NOW, THEREFORE, for and in consideration of the mutual agreements set forth herein, the parties hereto agree as follows:
1. Conversion of Note; Change in Exercise Price. Subject to the terms and conditions set forth herein, upon receipt by the Company of this Agreement signed by Noteholder (the “Closing Date”) all of the outstanding principal amount and interest accrued through the Closing Date will convert into the number of shares of the Company’s Common Stock determined based on the New Conversion Rate.
2. Manner of Conversion/Termination of Note. On the Closing Date, the Company shall issue and deliver to the Noteholder, or to such other party as directed by the Noteholder, a certificate or certificates or other document evidencing the shares of Common Stock issued upon conversion as set forth in Section 1 of this Agreement, and upon receipt of such certificate or certificates or other document evidencing the shares of Common Stock by the Noteholder, the Note will be deemed paid in full and the accrued interest will be deemed satisfied, with no further obligations thereunder or for the borrowing evidenced by the Note, and all rights of the Noteholder under the Note shall cease and the Noteholder shall be deemed to be a holder of record of the shares of Common Stock of the Company into which the Note was converted. On the Closing Date, the Noteholder shall deliver to the Company the Note.
3. Representations of Noteholder. The Noteholder represents and warrants to the Company that: (i) Noteholder has, and at the time immediately prior to the Closing Date, it will have, good and valid title to the Note, free and clear of all liens, security interests, encumbrances, equities and claims, with no defects of title whatsoever and (ii) Noteholder is not a party to or bound by any agreement, or any judgment, decree or ruling of any governmental authority, affecting or relating to Noteholder’s right to convert the Note.

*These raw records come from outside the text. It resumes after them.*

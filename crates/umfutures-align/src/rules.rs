/*
[INPUT]:  Exchange-info blob (cached JSON) with per-symbol filters
[OUTPUT]: RuleTable - quantity/price formatting and order validation
[POS]:    Reference-data layer - read-only after load
[UPDATE]: When the venue adds filter types the gateway must honor
*/

use std::collections::HashMap;

use rust_decimal::Decimal;
use thiserror::Error;
use tracing::warn;

use umfutures_adapter::{ExchangeInfo, SymbolRule};

#[derive(Error, Debug, Clone, PartialEq)]
pub enum RuleError {
    #[error("no trading rule for {symbol}")]
    UnknownSymbol { symbol: String },

    #[error("quantity {quantity} below minimum {min_qty} for {symbol}")]
    BelowMinQty {
        symbol: String,
        quantity: Decimal,
        min_qty: Decimal,
    },

    #[error("quantity {quantity} above maximum {max_qty} for {symbol}")]
    AboveMaxQty {
        symbol: String,
        quantity: Decimal,
        max_qty: Decimal,
    },

    #[error("notional {notional} below minimum {min_notional} for {symbol}")]
    BelowMinNotional {
        symbol: String,
        notional: Decimal,
        min_notional: Decimal,
    },

    #[error("rule for {symbol} has a non-positive step or tick size")]
    DegenerateRule { symbol: String },
}

/// Per-symbol trading rules, read-only after construction. Publication via
/// `Arc` is the only synchronisation needed.
#[derive(Debug, Clone, Default)]
pub struct RuleTable {
    rules: HashMap<String, SymbolRule>,
}

impl RuleTable {
    /// Build the table from an exchange-info blob. Symbols with missing or
    /// degenerate filters are skipped with a warning rather than poisoning
    /// the whole table.
    pub fn from_exchange_info(info: &ExchangeInfo) -> Self {
        let mut rules = HashMap::new();
        for symbol in &info.symbols {
            match symbol.to_rule() {
                Some(rule) if rule.step_size > Decimal::ZERO && rule.tick_size > Decimal::ZERO => {
                    rules.insert(rule.symbol.clone(), rule);
                }
                Some(_) => {
                    warn!(symbol = %symbol.symbol, "skipping rule with non-positive step/tick");
                }
                None => {
                    warn!(symbol = %symbol.symbol, "skipping symbol with incomplete filters");
                }
            }
        }
        Self { rules }
    }

    /// Parse a cached exchange-info JSON blob and build the table.
    pub fn from_json(blob: &str) -> serde_json::Result<Self> {
        let info: ExchangeInfo = serde_json::from_str(blob)?;
        Ok(Self::from_exchange_info(&info))
    }

    #[cfg(test)]
    pub fn from_rules(rules: impl IntoIterator<Item = SymbolRule>) -> Self {
        Self {
            rules: rules
                .into_iter()
                .map(|rule| (rule.symbol.clone(), rule))
                .collect(),
        }
    }

    pub fn len(&self) -> usize {
        self.rules.len()
    }

    pub fn is_empty(&self) -> bool {
        self.rules.is_empty()
    }

    pub fn get(&self, symbol: &str) -> Option<&SymbolRule> {
        self.rules.get(symbol)
    }

    /// Floor the quantity to the symbol's step size, then round to its
    /// quantity precision. Idempotent: formatting a formatted quantity is a
    /// no-op.
    pub fn format_quantity(&self, symbol: &str, quantity: Decimal) -> Result<Decimal, RuleError> {
        let rule = self.require(symbol)?;
        let steps = (quantity / rule.step_size).floor();
        let formatted = steps * rule.step_size;
        Ok(formatted.round_dp(rule.quantity_precision))
    }

    /// Snap the price to the nearest tick, then round to the symbol's price
    /// precision.
    pub fn format_price(&self, symbol: &str, price: Decimal) -> Result<Decimal, RuleError> {
        let rule = self.require(symbol)?;
        let ticks = (price / rule.tick_size).round();
        let formatted = ticks * rule.tick_size;
        Ok(formatted.round_dp(rule.price_precision))
    }

    /// Validate a formatted quantity/price pair against the symbol's limits.
    pub fn validate(&self, symbol: &str, quantity: Decimal, price: Decimal) -> Result<(), RuleError> {
        let rule = self.require(symbol)?;

        if quantity < rule.min_qty {
            return Err(RuleError::BelowMinQty {
                symbol: symbol.to_string(),
                quantity,
                min_qty: rule.min_qty,
            });
        }
        if quantity > rule.max_qty {
            return Err(RuleError::AboveMaxQty {
                symbol: symbol.to_string(),
                quantity,
                max_qty: rule.max_qty,
            });
        }

        let notional = quantity * price;
        if notional < rule.min_notional {
            return Err(RuleError::BelowMinNotional {
                symbol: symbol.to_string(),
                notional,
                min_notional: rule.min_notional,
            });
        }

        Ok(())
    }

    fn require(&self, symbol: &str) -> Result<&SymbolRule, RuleError> {
        let rule = self.rules.get(symbol).ok_or_else(|| RuleError::UnknownSymbol {
            symbol: symbol.to_string(),
        })?;
        if rule.step_size <= Decimal::ZERO || rule.tick_size <= Decimal::ZERO {
            return Err(RuleError::DegenerateRule {
                symbol: symbol.to_string(),
            });
        }
        Ok(rule)
    }
}
/*
[INPUT]:  Crate modules and public type definitions
[OUTPUT]: Public USDⓈ-M futures adapter crate surface
[POS]:    Crate root - module wiring
[UPDATE]: When public modules or exports change
*/

pub mod driver;
pub mod error;
pub mod sim;
pub mod types;

// Re-export the driver surface
pub use driver::{DriverEvent, EventSender, ExchangeDriver};

// Re-export the error type
pub use error::{DriverError, Result};

// Re-export the simulated venue
pub use sim::{FillMode, SimExchange};

// Re-export all wire types
pub use types::*;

4. Unregistered Securities. The Noteholder understands that the shares of Common Stock to be issued hereunder have not been registered under the Securities Act of 1933, as amended (the “Securities Act”), and agrees that none of the shares of Common Stock to be issued hereunder may be sold, offered for sale, transferred, pledged, hypothecated or otherwise disposed of except in compliance with the Securities Act. The Buyer will not, directly or indirectly, voluntarily offer, sell, transfer, pledge, hypothecate or otherwise dispose of (or solicit any offers to purchase or otherwise acquire or take a pledge of) any shares of Common Stock to be issued hereunder unless (i) registered pursuant to the provisions of the Securities Act, or (ii) an exemption from registration is available under the Securities Act. The Buyer has been advised that neither the Company nor the Company has an obligation, and does not intend, to cause any shares of Common Stock to be issued hereunder to be registered under the Securities Act, or to take any action necessary for the Buyer to comply with any exemption under the Securities Act that would permit such shares of Common Stock to be issued hereunder to be sold by the Buyer. The Buyer understands that the legal consequences of the foregoing mean that the Buyer must bear the economic risk of his investment in the Company for an indefinite period of time. The Buyer further understands that, if the Buyer desires to sell or transfer all or any part of the shares of Common Stock to be issued hereunder, the Company may require the Buyer’s counsel to provide a legal opinion that the transfer may be made without registration under the Securities Act. The Buyer understands that the shares of Common Stock to be issued hereunder will bear substantially the following restrictive legend:
THE SHARES OF STOCK EVIDENCED HEREBY HAVE NOT BEEN REGISTERED UNDER THE SECURITIES ACT OF 1933, AS AMENDED (“THE ACT”) NOR QUALIFIED UNDER THE SECURITIES LAWS OF ANY STATES, AND HAVE BEEN ISSUED IN RELIANCE UPON EXEMPTIONS FROM SUCH REGISTRATION AND QUALIFICATION FOR NONPUBLIC OFFERINGS. ACCORDINGLY, THE SALE, TRANSFER, PLEDGE, HYPOTHECATION, OR OTHER DISPOSITION OF ANY SUCH SECURITIES OR ANY INTEREST THEREIN MAY NOT BE ACCOMPLISHED EXCEPT PURSUANT TO AN EFFECTIVE REGISTRATION STATEMENT UNDER THE ACT AND QUALIFICATION UNDER APPLICABLE STATE SECURITIES LAWS, OR PURSUANT TO AN OPINION OF COUNSEL SATISFACTORY IN FORM AND SUBSTANCE TO THE COMPANY TO THE EFFECT THAT SUCH REGISTRATION AND QUALIFICATION ARE NOT REQUIRED.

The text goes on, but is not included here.